*INSTRUCTIONS FOR THE TASK*.
State how many lines in the records below contain the word "ResolutionIndex". Nothing else is needed.

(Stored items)
..............................
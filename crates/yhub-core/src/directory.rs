// ── Name-resolution index ──
//
// Concurrent lookup tables from user-facing names (serials, logical
// names, `device.function` pairs) to stable function keys. Rebuilt
// eagerly whenever a device reports an identity change: a stale table
// could resolve a name to a function on the wrong physical device.

use std::collections::HashSet;
use std::sync::Arc;

use dashmap::DashMap;
use tokio::sync::watch;

use crate::model::{FunctionKey, FunctionRecord};

/// One device's slice of the index.
#[derive(Debug, Clone)]
pub struct IndexedDevice {
    pub serial: String,
    pub logical_name: String,
    pub functions: Vec<FunctionRecord>,
}

/// Session-wide resolution tables.
///
/// Rebuilds use upsert-then-prune so concurrent readers never observe a
/// briefly-empty table. Every rebuild bumps a version observable through
/// [`subscribe`](Self::subscribe).
pub struct ResolutionIndex {
    /// Primary table: serial -> indexed device.
    devices: DashMap<String, Arc<IndexedDevice>>,

    /// Secondary index: device logical name -> serial.
    device_by_name: DashMap<String, String>,

    /// Version counter, bumped on every rebuild.
    version: watch::Sender<u64>,
}

impl Default for ResolutionIndex {
    fn default() -> Self {
        Self::new()
    }
}

impl ResolutionIndex {
    pub fn new() -> Self {
        let (version, _) = watch::channel(0u64);
        Self {
            devices: DashMap::new(),
            device_by_name: DashMap::new(),
            version,
        }
    }

    /// Replace the index contents.
    ///
    /// Incoming devices are upserted first, then stale keys pruned, so
    /// lookups racing a rebuild see either the old or the new mapping --
    /// never nothing.
    pub fn rebuild(&self, incoming: Vec<IndexedDevice>) {
        let serials: HashSet<String> = incoming.iter().map(|d| d.serial.clone()).collect();

        for device in incoming {
            if !device.logical_name.is_empty() {
                self.device_by_name
                    .insert(device.logical_name.clone(), device.serial.clone());
            }
            self.devices
                .insert(device.serial.clone(), Arc::new(device));
        }

        self.devices.retain(|serial, _| serials.contains(serial));
        self.device_by_name.retain(|name, serial| {
            self.devices
                .get(serial)
                .is_some_and(|device| device.logical_name == *name)
        });

        self.version.send_modify(|v| *v += 1);
    }

    /// Resolve a device reference (serial or logical name) to its serial.
    pub fn resolve_device(&self, name: &str) -> Option<String> {
        if self.devices.contains_key(name) {
            return Some(name.to_owned());
        }
        self.device_by_name.get(name).map(|r| r.value().clone())
    }

    /// Resolve a function reference to its stable key.
    ///
    /// Accepted forms: `<device>.<function>` (device = serial or logical
    /// name, function = hardware id suffix or logical name) or a bare
    /// function logical name, searched across all devices.
    pub fn resolve_function(&self, name: &str) -> Option<FunctionKey> {
        if let Some((device, function)) = name.split_once('.') {
            let serial = self.resolve_device(device)?;
            let entry = self.devices.get(&serial)?;
            return entry
                .functions
                .iter()
                .find(|f| f.function_id == function || f.logical_name == function)
                .map(|f| f.key(&serial));
        }

        // Bare function logical name: first match wins.
        self.devices.iter().find_map(|entry| {
            entry
                .value()
                .functions
                .iter()
                .find(|f| !f.logical_name.is_empty() && f.logical_name == name)
                .map(|f| f.key(&entry.value().serial))
        })
    }

    pub fn device_count(&self) -> usize {
        self.devices.len()
    }

    /// All indexed serials.
    pub fn serials(&self) -> Vec<String> {
        self.devices.iter().map(|r| r.key().clone()).collect()
    }

    /// Subscribe to rebuild notifications.
    pub fn subscribe(&self) -> watch::Receiver<u64> {
        self.version.subscribe()
    }
}

// ── Tests ────────────────────────────────────────────────────────────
..............................
*TASK ANSWER*.
3